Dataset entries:

+ + + + + + +

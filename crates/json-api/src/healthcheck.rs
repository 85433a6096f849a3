//! Healthcheck Handler

use salvo::{oapi::ToSchema, prelude::*};
use serde::{Deserialize, Serialize};

/// Healthcheck response
#[derive(Debug, Serialize, Deserialize, ToSchema)]
pub struct HealthResponse {
    /// Service status
    pub status: String,

    /// Package name of the running server
    pub service: String,

    /// Server build version
    pub version: String,
}

/// Healthcheck handler
///
/// Answers without a session and without touching the record store.
#[endpoint(tags("health"), summary = "Health check endpoint")]
pub(crate) async fn handler() -> Json<HealthResponse> {
    Json(HealthResponse {
        status: "ok".to_string(),
        service: env!("CARGO_PKG_NAME").to_string(),
        version: env!("CARGO_PKG_VERSION").to_string(),
    })
}

#[cfg(test)]
mod tests {
    use salvo::{
        prelude::*,
        test::{ResponseExt, TestClient},
    };
    use testresult::TestResult;

    use super::*;

    #[tokio::test]
    async fn healthcheck_reports_service_and_version() -> TestResult {
        let router = Router::new().push(Router::with_path("healthcheck").get(handler));

        let response: HealthResponse = TestClient::get("http://example.com/healthcheck")
            .send(&Service::new(router))
            .await
            .take_json()
            .await?;

        assert_eq!(response.status, "ok");
        assert_eq!(response.service, "restodocks-json");
        assert_eq!(response.version, env!("CARGO_PKG_VERSION"));

        Ok(())
    }
}
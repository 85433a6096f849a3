//! Update Promo Code Handler

use std::sync::Arc;

use restodocks_app::domain::promo_codes::records::PromoCodeId;
use salvo::{oapi::extract::JsonBody, prelude::*};

use crate::{
    auth::session::require_session,
    errors::{ApiError, OkResponse},
    extensions::*,
    promo_codes::{errors::into_api_error, requests::UpdatePromoCodeRequest},
    state::State,
};

/// Update Promo Code
///
/// Applies a sparse patch. Updating an id that does not exist succeeds without
/// effect.
#[endpoint(tags("promo"), summary = "Update Promo Code")]
#[tracing::instrument(
    name = "promo_codes.update",
    skip(json, req, depot),
    fields(promo_code_id = tracing::field::Empty),
    err
)]
pub(crate) async fn handler(
    json: JsonBody<UpdatePromoCodeRequest>,
    req: &mut Request,
    depot: &mut Depot,
) -> Result<Json<OkResponse>, ApiError> {
    let state = depot.obtain_or_500::<Arc<State>>()?;

    require_session(req, state)?;

    let request = json.into_inner();
    let id = PromoCodeId::new(request.id);

    tracing::Span::current().record("promo_code_id", tracing::field::display(id));

    state
        .app
        .promo_codes
        .update_promo_code(id, request.into_patch()?)
        .await
        .map_err(into_api_error)?;

    Ok(OkResponse::json())
}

+ + + + + + +

→ **Problem**: For the word "ApiError", count the lines of the data that contain it and state only that count.

→ **Answer space**: 2